Answer
The Hong Kong Practitioner VOLUME 24 / July 2002

Answer to last month's Clinical Quiz


Question:
This 18 years old student presented with recurrent, intensely pruritic round patches of weeping skin lesions, that had been present for three years. The distribution was extensive over the trunk and limbs. The lesions only partially responded to a potent topical steroid and they kept on recurring. He had a past history of atopic dermatitis in childhood.

Answer:
B. Discoid (nummular) eczema

 

Discoid (nummular) eczema usually presents as acute or subacute dermatitis with multiple pruritic coin-shaped lesions. In the acute phase, excoriations, vesicles, exudation and crusts are common. Local experience shows that it is more common in adolescents and young patients.

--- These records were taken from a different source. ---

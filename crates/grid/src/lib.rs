#![deny(unsafe_code)]
//! Home-seeking repulsion grid.
//!
//! A jittered lattice of points covers the surface. Each point is pulled
//! back toward its home by a spring and pushed away from the pointer and
//! its recent trail with a quadratic falloff, then damped. The lattice is
//! rebuilt from scratch whenever the surface size changes.

use pointer_field_core::color::Srgb;
use pointer_field_core::error::FieldError;
use pointer_field_core::event::InputEvent;
use pointer_field_core::field::{FieldConfig, ParticleField, Population};
use pointer_field_core::influence::{InfluenceParams, MAX_HISTORY_CAP};
use pointer_field_core::integrator::ForceParams;
use pointer_field_core::math::Falloff;
use pointer_field_core::palette::Palette;
use pointer_field_core::params::{
    param_f64_in, param_string, param_usize, schema_choice, schema_integer, schema_number,
};
use pointer_field_core::render::Painter;
use pointer_field_core::surface::Surface;
use pointer_field_core::Engine;
use serde_json::{json, Value};

/// Lattice cell size in logical units.
const DEFAULT_SPACING: f64 = 48.0;
/// Home jitter amplitude per axis.
const DEFAULT_JITTER: f64 = 6.0;
/// Dot radius.
const DEFAULT_SIZE: f64 = 1.6;
const DEFAULT_INFLUENCE_RADIUS: f64 = 120.0;
const DEFAULT_REPULSION: f64 = 0.85;
const DEFAULT_SPRING: f64 = 0.045;
const DEFAULT_DAMPING: f64 = 0.88;
/// Trail length; a fast pointer leaves a short shrinking tail.
const DEFAULT_HISTORY_CAP: usize = 5;
const DEFAULT_DECAY: f64 = 0.65;
const DEFAULT_PALETTE: &str = "dusk";
const DEFAULT_BACKGROUND: &str = "#05060a";

/// Damping must stay below 1 or the lattice never settles.
const MAX_DAMPING: f64 = 0.999;

/// Tunable constants for the grid.
#[derive(Debug, Clone, PartialEq)]
pub struct GridParams {
    pub spacing: f64,
    pub jitter: f64,
    pub size: f64,
    pub influence_radius: f64,
    pub repulsion: f64,
    pub spring: f64,
    pub damping: f64,
    pub history_cap: usize,
    pub decay: f64,
    pub falloff: Falloff,
    pub palette: String,
    pub background: String,
}

impl Default for GridParams {
    fn default() -> Self {
        Self {
            spacing: DEFAULT_SPACING,
            jitter: DEFAULT_JITTER,
            size: DEFAULT_SIZE,
            influence_radius: DEFAULT_INFLUENCE_RADIUS,
            repulsion: DEFAULT_REPULSION,
            spring: DEFAULT_SPRING,
            damping: DEFAULT_DAMPING,
            history_cap: DEFAULT_HISTORY_CAP,
            decay: DEFAULT_DECAY,
            falloff: Falloff::Quadratic,
            palette: DEFAULT_PALETTE.to_string(),
            background: DEFAULT_BACKGROUND.to_string(),
        }
    }
}

impl GridParams {
    /// Extracts parameters from a JSON object, falling back to defaults and
    /// clamping into stable ranges.
    pub fn from_json(params: &Value) -> Self {
        let falloff = Falloff::from_name(&param_string(params, "falloff", "quadratic"))
            .unwrap_or_default();
        Self {
            spacing: param_f64_in(params, "spacing", DEFAULT_SPACING, 1.0, 512.0),
            jitter: param_f64_in(params, "jitter", DEFAULT_JITTER, 0.0, 64.0),
            size: param_f64_in(params, "size", DEFAULT_SIZE, 0.1, 16.0),
            influence_radius: param_f64_in(
                params,
                "influence_radius",
                DEFAULT_INFLUENCE_RADIUS,
                0.0,
                2048.0,
            ),
            repulsion: param_f64_in(params, "repulsion", DEFAULT_REPULSION, 0.0, 10.0),
            spring: param_f64_in(params, "spring", DEFAULT_SPRING, 0.0, 1.0),
            damping: param_f64_in(params, "damping", DEFAULT_DAMPING, 0.0, MAX_DAMPING),
            history_cap: param_usize(params, "history_cap", DEFAULT_HISTORY_CAP, MAX_HISTORY_CAP),
            decay: param_f64_in(params, "decay", DEFAULT_DECAY, 0.0, 1.0),
            falloff,
            palette: param_string(params, "palette", DEFAULT_PALETTE),
            background: param_string(params, "background", DEFAULT_BACKGROUND),
        }
    }

    /// Resolves names and colors into a field configuration.
    ///
    /// Returns `FieldError::InvalidPalette` or `FieldError::InvalidColor`
    /// for unknown palette names and malformed background colors.
    pub fn to_config(&self, seed: u64) -> Result<FieldConfig, FieldError> {
        Ok(FieldConfig {
            population: Population::Lattice {
                spacing: self.spacing,
                jitter: self.jitter,
                size: self.size,
            },
            forces: ForceParams {
                influence_radius: self.influence_radius,
                repulsion: self.repulsion,
                spring: self.spring,
                damping: self.damping,
                friction: 1.0,
                base_decay: 0.0,
                falloff: self.falloff,
            },
            influence: InfluenceParams {
                history_cap: self.history_cap,
                decay: self.decay,
            },
            palette: Palette::from_name(&self.palette)?,
            background: Srgb::from_hex(&self.background)?,
            seed,
        })
    }
}

/// Pointer-repelled lattice that springs back home.
#[derive(Debug, Clone)]
pub struct RepulsionGrid {
    field: ParticleField,
    params: GridParams,
}

impl RepulsionGrid {
    /// Creates a grid covering `surface`, populated immediately.
    pub fn new(surface: Surface, seed: u64, params: GridParams) -> Result<Self, FieldError> {
        let field = ParticleField::new(params.to_config(seed)?, surface);
        Ok(Self { field, params })
    }

    /// Creates a grid from a JSON params object.
    pub fn from_json(surface: Surface, seed: u64, json_params: &Value) -> Result<Self, FieldError> {
        Self::new(surface, seed, GridParams::from_json(json_params))
    }

    /// The underlying generic field.
    pub fn field(&self) -> &ParticleField {
        &self.field
    }

    pub fn grid_params(&self) -> &GridParams {
        &self.params
    }
}

impl Engine for RepulsionGrid {
    fn handle(&mut self, event: &InputEvent) {
        self.field.handle(event);
    }

    fn step(&mut self, dt: f64) {
        self.field.step(dt);
    }

    fn render(&self, painter: &mut dyn Painter) {
        self.field.render(painter);
    }

    fn particle_count(&self) -> usize {
        self.field.particle_count()
    }

    fn surface(&self) -> Surface {
        self.field.surface()
    }

    fn params(&self) -> Value {
        json!({
            "spacing": self.params.spacing,
            "jitter": self.params.jitter,
            "size": self.params.size,
            "influence_radius": self.params.influence_radius,
            "repulsion": self.params.repulsion,
            "spring": self.params.spring,
            "damping": self.params.damping,
            "history_cap": self.params.history_cap,
            "decay": self.params.decay,
            "falloff": self.params.falloff.name(),
            "palette": self.params.palette,
            "background": self.params.background,
        })
    }

    fn param_schema(&self) -> Value {
        json!({
            "spacing": schema_number(DEFAULT_SPACING, 1.0, 512.0, "Lattice cell size in logical pixels"),
            "jitter": schema_number(DEFAULT_JITTER, 0.0, 64.0, "Uniform home-position jitter per axis"),
            "size": schema_number(DEFAULT_SIZE, 0.1, 16.0, "Dot radius"),
            "influence_radius": schema_number(DEFAULT_INFLUENCE_RADIUS, 0.0, 2048.0, "Distance at which the pointer stops pushing"),
            "repulsion": schema_number(DEFAULT_REPULSION, 0.0, 10.0, "Repulsion strength at zero distance"),
            "spring": schema_number(DEFAULT_SPRING, 0.0, 1.0, "Spring constant pulling dots home"),
            "damping": schema_number(DEFAULT_DAMPING, 0.0, MAX_DAMPING, "Per-frame velocity multiplier"),
            "history_cap": schema_integer(DEFAULT_HISTORY_CAP, 0, MAX_HISTORY_CAP, "Pointer trail length; 0 uses only the live pointer"),
            "decay": schema_number(DEFAULT_DECAY, 0.0, 1.0, "Per-frame trail weight multiplier"),
            "falloff": schema_choice("quadratic", Falloff::NAMES, "Repulsion falloff curve"),
            "palette": schema_choice(DEFAULT_PALETTE, Palette::list_names(), "Dot color palette"),
            "background": {
                "type": "string",
                "default": DEFAULT_BACKGROUND,
                "description": "Background color as #rrggbb"
            }
        })
    }
}
//! Markdown → ratatui `Text`.
//!
//! Walks `pulldown_cmark` events and emits styled `Line`s. Supports
//! headings, emphasis, inline code, fenced code (syntect), lists, block
//! quotes, links, rules, and pipe tables. Column widths are measured in
//! terminal cells so CJK content lines up.

use std::sync::LazyLock;

use pulldown_cmark::{CodeBlockKind, CowStr, Event, HeadingLevel, Options, Parser, Tag, TagEnd};
use ratatui::style::{Color, Modifier, Style};
use ratatui::text::{Line, Span, Text};
use syntect::easy::HighlightLines;
use syntect::highlighting::ThemeSet;
use syntect::parsing::SyntaxSet;
use syntect::util::LinesWithEndings;
use unicode_width::UnicodeWidthStr;

static SYNTAX_SET: LazyLock<SyntaxSet> = LazyLock::new(SyntaxSet::load_defaults_newlines);
static THEME_SET: LazyLock<ThemeSet> = LazyLock::new(ThemeSet::load_defaults);

const MUTED: Color = Color::DarkGray;

/// Render markdown into owned, styled text. `base` is applied to plain text.
pub fn to_text(content: &str, base: Style) -> Text<'static> {
    let mut opts = Options::empty();
    opts.insert(Options::ENABLE_STRIKETHROUGH);
    opts.insert(Options::ENABLE_TABLES);

    let mut r = Renderer::new(base);
    for event in Parser::new_ext(content, opts) {
        r.handle(event);
    }
    r.text
}

/// Cells of a table being collected; flushed as aligned lines on `TagEnd::Table`.
#[derive(Default)]
struct TableBuf {
    rows: Vec<Vec<String>>,
    header_rows: usize,
    in_head: bool,
}

struct Renderer {
    text: Text<'static>,
    base: Style,
    /// Inline style stack; entries are already patched onto their parent.
    styles: Vec<Style>,
    /// Per-line prefixes (quote and code gutters).
    gutters: Vec<Span<'static>>,
    /// None = bullet list, Some(n) = ordered list at n.
    lists: Vec<Option<u64>>,
    highlighter: Option<HighlightLines<'static>>,
    in_code: bool,
    link: Option<String>,
    table: Option<TableBuf>,
    pending_gap: bool,
}

impl Renderer {
    fn new(base: Style) -> Self {
        Self {
            text: Text::default(),
            base,
            styles: vec![],
            gutters: vec![],
            lists: vec![],
            highlighter: None,
            in_code: false,
            link: None,
            table: None,
            pending_gap: false,
        }
    }

    fn style(&self) -> Style {
        self.styles.last().copied().unwrap_or(self.base)
    }

    fn push_style(&mut self, overlay: Style) {
        self.styles.push(self.style().patch(overlay));
    }

    fn new_line(&mut self, line: Line<'static>) {
        let mut line = line;
        for g in self.gutters.iter().rev().cloned() {
            line.spans.insert(0, g);
        }
        self.text.lines.push(line);
    }

    fn append(&mut self, span: Span<'static>) {
        match self.text.lines.last_mut() {
            Some(line) => line.push_span(span),
            None => self.new_line(Line::from(span)),
        }
    }

    fn gap(&mut self) {
        if self.pending_gap {
            self.new_line(Line::default());
            self.pending_gap = false;
        }
    }

    fn handle(&mut self, event: Event<'_>) {
        match event {
            Event::Start(tag) => self.open(tag),
            Event::End(tag) => self.close(tag),
            Event::Text(t) => self.on_text(t),
            Event::Code(c) => self.on_inline_code(c),
            Event::SoftBreak => self.on_inline(" ".into()),
            Event::HardBreak => self.new_line(Line::default()),
            Event::Rule => {
                self.gap();
                self.new_line(Line::from(Span::styled("─".repeat(24), Style::default().fg(MUTED))));
                self.pending_gap = true;
            }
            _ => {}
        }
    }

    fn open(&mut self, tag: Tag<'_>) {
        match tag {
            Tag::Paragraph => {
                if self.table.is_none() {
                    self.gap();
                    self.new_line(Line::default());
                }
            }
            Tag::Heading { level, .. } => {
                self.gap();
                let style = heading_style(self.base, level);
                self.new_line(Line::default());
                self.push_style(style);
            }
            Tag::BlockQuote(_) => {
                self.gap();
                self.gutters.push(Span::styled("│ ", Style::default().fg(MUTED)));
                self.push_style(Style::default().add_modifier(Modifier::ITALIC | Modifier::DIM));
            }
            Tag::CodeBlock(kind) => {
                self.gap();
                let lang = match &kind {
                    CodeBlockKind::Fenced(l) => l.to_string(),
                    CodeBlockKind::Indented => String::new(),
                };
                let border = Style::default().fg(MUTED);
                let top = if lang.is_empty() {
                    Line::from(Span::styled("╭──", border))
                } else {
                    Line::from(vec![
                        Span::styled("╭── ", border),
                        Span::styled(lang.clone(), border.add_modifier(Modifier::BOLD)),
                    ])
                };
                self.new_line(top);
                self.gutters.push(Span::styled("│ ", border));
                self.highlighter = SYNTAX_SET
                    .find_syntax_by_token(&lang)
                    .filter(|_| !lang.is_empty())
                    .map(|syn| HighlightLines::new(syn, &THEME_SET.themes["base16-ocean.dark"]));
                self.in_code = true;
            }
            Tag::List(start) => {
                if self.lists.is_empty() {
                    self.gap();
                }
                self.lists.push(start);
            }
            Tag::Item => {
                self.new_line(Line::default());
                let indent = "  ".repeat(self.lists.len().saturating_sub(1));
                let marker = match self.lists.last_mut() {
                    Some(Some(n)) => {
                        let m = format!("{indent}{n}. ");
                        *n += 1;
                        m
                    }
                    _ => format!("{indent}• "),
                };
                self.append(Span::styled(marker, Style::default().fg(MUTED)));
            }
            Tag::Table(_) => {
                self.gap();
                self.table = Some(TableBuf::default());
            }
            Tag::TableHead => {
                if let Some(t) = self.table.as_mut() {
                    t.in_head = true;
                    t.rows.push(Vec::new());
                }
            }
            Tag::TableRow => {
                if let Some(t) = self.table.as_mut() {
                    t.rows.push(Vec::new());
                }
            }
            Tag::TableCell => {
                if let Some(row) = self.table.as_mut().and_then(|t| t.rows.last_mut()) {
                    row.push(String::new());
                }
            }
            Tag::Emphasis => self.push_style(Style::default().add_modifier(Modifier::ITALIC)),
            Tag::Strong => self.push_style(Style::default().add_modifier(Modifier::BOLD)),
            Tag::Strikethrough => {
                self.push_style(Style::default().add_modifier(Modifier::CROSSED_OUT))
            }
            Tag::Link { dest_url, .. } => {
                self.link = Some(dest_url.to_string());
                self.push_style(Style::default().fg(Color::Cyan).add_modifier(Modifier::UNDERLINED));
            }
            _ => {}
        }
    }

    fn close(&mut self, tag: TagEnd) {
        match tag {
            TagEnd::Paragraph => self.pending_gap = true,
            TagEnd::Heading(_) => {
                self.styles.pop();
                self.pending_gap = true;
            }
            TagEnd::BlockQuote(_) => {
                self.gutters.pop();
                self.styles.pop();
                self.pending_gap = true;
            }
            TagEnd::CodeBlock => {
                self.highlighter = None;
                self.in_code = false;
                self.gutters.pop();
                self.new_line(Line::from(Span::styled("╰──", Style::default().fg(MUTED))));
                self.pending_gap = true;
            }
            TagEnd::List(_) => {
                self.lists.pop();
                if self.lists.is_empty() {
                    self.pending_gap = true;
                }
            }
            TagEnd::TableHead => {
                if let Some(t) = self.table.as_mut() {
                    t.in_head = false;
                    t.header_rows = t.rows.len();
                }
            }
            TagEnd::Table => {
                if let Some(t) = self.table.take() {
                    self.flush_table(t);
                }
                self.pending_gap = true;
            }
            TagEnd::Emphasis | TagEnd::Strong | TagEnd::Strikethrough => {
                self.styles.pop();
            }
            TagEnd::Link => {
                self.styles.pop();
                if let Some(url) = self.link.take() {
                    self.append(Span::styled(format!(" <{url}>"), Style::default().fg(MUTED)));
                }
            }
            _ => {}
        }
    }

    fn on_text(&mut self, cow: CowStr<'_>) {
        // ratatui renders \t as zero-width
        let text = cow.replace('\t', "    ");

        if let Some(mut hl) = self.highlighter.take() {
            for line in LinesWithEndings::from(&text) {
                let spans: Vec<Span<'static>> = hl
                    .highlight_line(line, &SYNTAX_SET)
                    .map(|ranges| {
                        ranges
                            .into_iter()
                            .filter_map(|(s, frag)| {
                                let frag = frag.trim_end_matches('\n');
                                (!frag.is_empty()).then(|| {
                                    let fg = Color::Rgb(s.foreground.r, s.foreground.g, s.foreground.b);
                                    Span::styled(frag.to_owned(), Style::default().fg(fg))
                                })
                            })
                            .collect()
                    })
                    .unwrap_or_default();
                self.new_line(Line::from(spans));
            }
            self.highlighter = Some(hl);
            return;
        }

        if self.in_code {
            let style = Style::default().fg(Color::White);
            for line in text.lines() {
                self.new_line(Line::from(Span::styled(line.to_owned(), style)));
            }
            return;
        }

        self.on_inline(text);
    }

    fn on_inline(&mut self, text: String) {
        if let Some(cell) = self
            .table
            .as_mut()
            .and_then(|t| t.rows.last_mut())
            .and_then(|row| row.last_mut())
        {
            cell.push_str(&text);
            return;
        }
        let style = self.style();
        self.append(Span::styled(text, style));
    }

    fn on_inline_code(&mut self, cow: CowStr<'_>) {
        if self.table.is_some() {
            self.on_inline(cow.to_string());
            return;
        }
        self.append(Span::styled(
            cow.to_string(),
            Style::default().fg(Color::White).bg(Color::DarkGray),
        ));
    }

    fn flush_table(&mut self, table: TableBuf) {
        let columns = table.rows.iter().map(Vec::len).max().unwrap_or(0);
        let mut widths = vec![0usize; columns];
        for row in &table.rows {
            for (i, cell) in row.iter().enumerate() {
                widths[i] = widths[i].max(cell.width());
            }
        }

        let sep = Span::styled(" │ ", Style::default().fg(MUTED));
        for (r, row) in table.rows.iter().enumerate() {
            let style = if r < table.header_rows {
                self.base.add_modifier(Modifier::BOLD)
            } else {
                self.base
            };
            let mut spans = Vec::new();
            for (i, width) in widths.iter().enumerate() {
                if i > 0 {
                    spans.push(sep.clone());
                }
                let cell = row.get(i).map(String::as_str).unwrap_or("");
                spans.push(Span::styled(pad_to(cell, *width), style));
            }
            self.new_line(Line::from(spans));

            if r + 1 == table.header_rows {
                let rule = widths
                    .iter()
                    .map(|w| "─".repeat(*w))
                    .collect::<Vec<_>>()
                    .join("─┼─");
                self.new_line(Line::from(Span::styled(rule, Style::default().fg(MUTED))));
            }
        }
    }
}

/// Right-pads `s` with spaces to `width` terminal cells.
fn pad_to(s: &str, width: usize) -> String {
    let pad = width.saturating_sub(s.width());
    format!("{s}{}", " ".repeat(pad))
}

fn heading_style(base: Style, level: HeadingLevel) -> Style {
    match level {
        HeadingLevel::H1 => base.add_modifier(Modifier::BOLD | Modifier::UNDERLINED),
        HeadingLevel::H2 => base.add_modifier(Modifier::BOLD),
        _ => base.add_modifier(Modifier::BOLD | Modifier::ITALIC),
    }
}
//! # TitleBar Component
//!
//! Top bar: product name, backend health, transient status and key hints.
//!
//! TitleBar is purely presentational. It receives all data as props and has
//! no internal state:
//!
//! ```rust,ignore
//! let mut title_bar = TitleBar::new(app.backend_online, app.status_message.clone());
//! title_bar.render(frame, title_area);
//! ```
//!
//! Layout, left to right:
//!
//! 1. `AI 智能客服`
//! 2. `● 在线` / `● 离线` once the health check has answered
//! 3. status message, if any
//! 4. key hints, right-aligned, dropped first on narrow terminals

use ratatui::Frame;
use ratatui::layout::Rect;
use ratatui::style::{Color, Modifier, Style};
use ratatui::text::{Line, Span};
use unicode_width::UnicodeWidthStr;

use crate::tui::component::Component;

pub const TITLE: &str = "AI 智能客服";
pub const ONLINE: &str = "● 在线";
pub const OFFLINE: &str = "● 离线";
const KEY_HINTS: &str = "Ctrl+N 新会话 · Ctrl+O 历史 · Ctrl+K 意图 · Ctrl+C 退出";

pub struct TitleBar {
    /// `None` while the health check is pending or disabled
    pub backend_online: Option<bool>,
    pub status_message: String,
}

impl TitleBar {
    pub fn new(backend_online: Option<bool>, status_message: String) -> Self {
        Self {
            backend_online,
            status_message,
        }
    }

    fn left_spans(&self) -> Vec<Span<'static>> {
        let mut spans = vec![Span::styled(
            TITLE,
            Style::default().fg(Color::Cyan).add_modifier(Modifier::BOLD),
        )];
        match self.backend_online {
            Some(true) => {
                spans.push(Span::raw(" "));
                spans.push(Span::styled(ONLINE, Style::default().fg(Color::Green)));
            }
            Some(false) => {
                spans.push(Span::raw(" "));
                spans.push(Span::styled(OFFLINE, Style::default().fg(Color::Red)));
            }
            None => {}
        }
        if !self.status_message.is_empty() {
            spans.push(Span::styled(" | ", Style::default().fg(Color::DarkGray)));
            spans.push(Span::raw(self.status_message.clone()));
        }
        spans
    }
}

impl Component for TitleBar {
    fn render(&mut self, frame: &mut Frame, area: Rect) {
        let mut spans = self.left_spans();
        let used: usize = spans.iter().map(|s| s.content.width()).sum();
        let room = (area.width as usize).saturating_sub(used);
        let hints_width = KEY_HINTS.width();
        if room > hints_width + 1 {
            spans.push(Span::raw(" ".repeat(room - hints_width)));
            spans.push(Span::styled(KEY_HINTS, Style::default().fg(Color::DarkGray)));
        }
        frame.render_widget(Line::from(spans), area);
    }
}

#[cfg(test)]
mod tests {
    use super::*;
    use crate::test_support::buffer_text;
    use ratatui::Terminal;
    use ratatui::backend::TestBackend;

    fn draw(bar: &mut TitleBar, width: u16) -> String {
        let mut terminal = Terminal::new(TestBackend::new(width, 1)).unwrap();
        terminal
            .draw(|f| {
                let area = f.area();
                bar.render(f, area)
            })
            .unwrap();
        buffer_text(terminal.backend().buffer())
    }

    #[test]
    fn shows_online_indicator() {
        let text = draw(&mut TitleBar::new(Some(true), String::new()), 120);
        assert!(text.contains(TITLE));
        assert!(text.contains(ONLINE));
        assert!(!text.contains('|'));
    }

    #[test]
    fn shows_offline_and_status() {
        let text = draw(&mut TitleBar::new(Some(false), "客服正在输入...".into()), 120);
        assert!(text.contains(OFFLINE));
        assert!(text.contains("客服正在输入..."));
    }

    #[test]
    fn pending_health_shows_no_indicator() {
        let text = draw(&mut TitleBar::new(None, String::new()), 120);
        assert!(!text.contains('●'));
    }

    #[test]
    fn hints_dropped_when_narrow() {
        let wide = draw(&mut TitleBar::new(None, String::new()), 120);
        assert!(wide.contains("Ctrl+N"));
        let narrow = draw(&mut TitleBar::new(None, String::new()), 30);
        assert!(narrow.contains(TITLE));
        assert!(!narrow.contains("Ctrl+N"));
    }
}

Both limbs and trunk can be involved, but lower limbs are most commonly affected. The individual lesion can be very resistant to treatment, and the disease usually keeps on recurring for years. In chronic case, it may be misdiagnosed as psoriasis or tinea corporis. Treatments consist of potent topical steroids, oral antihistamines and diluted potassium permanganate (1:8000) soak for the acute phase. Topical or systemic antibiotics should be given if there are signs suggestive of secondary bacterial infection. In severe cases, a short course of low dose systemic steroid is often helpful, at least temporarily. Phototherapy may be tried in refractory patients.